Paul says that the wisdom of the age shows only two dimensions. He is right. The two dimensions are objective and subjective. We look at things, and we look at God, objectively. We look through the eyes of reason. We look at what God has created and examine it with the acute intelligence of the mind. We see certain aspects of God when we use our reason and we look objectively at what is before us. A second dimension is to look at things subjectively, from the point of view of our emotions and perceptions. We have a feeling about God. It is like going into the woods. Objectively, we see the trees and we describe the trees and what they are like. Subjectively, though, we say that we find meaning in these trees, that God is somehow revealed in their beauty and our hearts are moved by them. Two dimensions, two aspects of human perception and the understanding of reality.
The Apostle Paul says that there is a third dimension. It is how God reveals himself through his Spirit. We can look at God with the wisdom of the age and we see so much, but when we see how God has revealed himself and how, through the power of the Spirit, he enables us to see that revelation, we see in a third dimension, a more complete one.

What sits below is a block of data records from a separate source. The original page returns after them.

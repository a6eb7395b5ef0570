//! Durable state for comment ingestion and variant monitoring.
//!
//! Postgres is the single source of truth for which comments exist and which
//! monitoring sessions are still active. Consumers talk to the `CommentStore`
//! and `SessionStore` traits; `MemoryStore` backs tests without a database.

pub mod comments;
pub mod memory;
pub mod sessions;

pub use comments::{CommentStore, PgCommentStore};
pub use memory::MemoryStore;
pub use sessions::{PgSessionStore, SessionStore};

/// Table definitions for `comments`, `variant_monitoring`, and `task_queue`.
pub const SCHEMA_SQL: &str = include_str!("../schema.sql");
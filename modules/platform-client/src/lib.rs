pub mod error;
pub mod types;

pub use error::{PlatformError, Result};
pub use types::{PlatformComment, PostMetrics};

use reqwest::{Response, StatusCode};
use serde::de::DeserializeOwned;
use types::ApiResponse;

pub struct PlatformClient {
    client: reqwest::Client,
    base_url: String,
    token: String,
}

impl PlatformClient {
    pub fn new(base_url: impl Into<String>, token: String) -> Self {
        Self {
            client: reqwest::Client::new(),
            base_url: base_url.into().trim_end_matches('/').to_string(),
            token,
        }
    }

    /// Current engagement counters for a published post.
    pub async fn get_post_performance(&self, post_id: &str) -> Result<PostMetrics> {
        let url = format!("{}/posts/{}/metrics", self.base_url, post_id);
        let resp = self
            .client
            .get(&url)
            .bearer_auth(&self.token)
            .send()
            .await?;

        let metrics: PostMetrics = read_data(resp).await?;
        tracing::debug!(
            post_id,
            views = metrics.views,
            interactions = metrics.interactions,
            "Fetched post metrics"
        );
        Ok(metrics)
    }

    /// Delete a post. Returns false when the platform no longer knows the post.
    pub async fn delete_post(&self, post_id: &str) -> Result<bool> {
        let url = format!("{}/posts/{}", self.base_url, post_id);
        let resp = self
            .client
            .delete(&url)
            .bearer_auth(&self.token)
            .send()
            .await?;

        let status = resp.status();
        if status.is_success() {
            tracing::info!(post_id, "Deleted post");
            return Ok(true);
        }
        if status == StatusCode::NOT_FOUND {
            tracing::warn!(post_id, "Post already gone");
            return Ok(false);
        }
        Err(error_for(resp).await)
    }

    /// All comments currently visible on a post.
    pub async fn get_comments(&self, post_id: &str) -> Result<Vec<PlatformComment>> {
        let url = format!("{}/posts/{}/comments", self.base_url, post_id);
        let resp = self
            .client
            .get(&url)
            .bearer_auth(&self.token)
            .send()
            .await?;

        // Elements are parsed one at a time; an unparseable record is skipped.
        let records: Vec<serde_json::Value> = read_data(resp).await?;
        let total = records.len();
        let comments: Vec<PlatformComment> = records
            .into_iter()
            .enumerate()
            .filter_map(|(index, record)| match serde_json::from_value(record) {
                Ok(comment) => Some(comment),
                Err(e) => {
                    tracing::warn!(post_id, index, error = %e, "Skipping unparseable comment");
                    None
                }
            })
            .collect();
        tracing::info!(
            post_id,
            count = comments.len(),
            skipped = total - comments.len(),
            "Fetched comments"
        );
        Ok(comments)
    }
}

async fn read_data<T: DeserializeOwned>(resp: Response) -> Result<T> {
    if !resp.status().is_success() {
        return Err(error_for(resp).await);
    }
    let body = resp.text().await?;
    let api_resp: ApiResponse<T> = serde_json::from_str(&body)?;
    Ok(api_resp.data)
}

async fn error_for(resp: Response) -> PlatformError {
    let status = resp.status();
    if status == StatusCode::TOO_MANY_REQUESTS {
        let retry_after_secs = resp
            .headers()
            .get(reqwest::header::RETRY_AFTER)
            .and_then(|v| v.to_str().ok())
            .and_then(|v| v.trim().parse::<u64>().ok());
        return PlatformError::RateLimited { retry_after_secs };
    }
    let body = resp.text().await.unwrap_or_default();
    PlatformError::Api {
        status: status.as_u16(),
        message: body,
    }
}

For Paul, there were clearly limitations to the wisdom of the age. The first limitation he points out is the fact that it was the wisdom of the age that crucified Christ. People who objectively or subjectively looked at Jesus saw a man who was worthy of death, who was going about doing good things, but nevertheless was perceived as evil, who was seen to be someone who was idolatrous and a threat to the power of the age. Whether it was Herod or Pilate, the Sanhedrin or the Roman officials, they looked at Jesus and saw him as worthy of death. With the wisdom of the age, you cannot perceive that God was at work in Christ; that in Christ the power of God's love was revealed - the mysterious, hidden power of God was revealed.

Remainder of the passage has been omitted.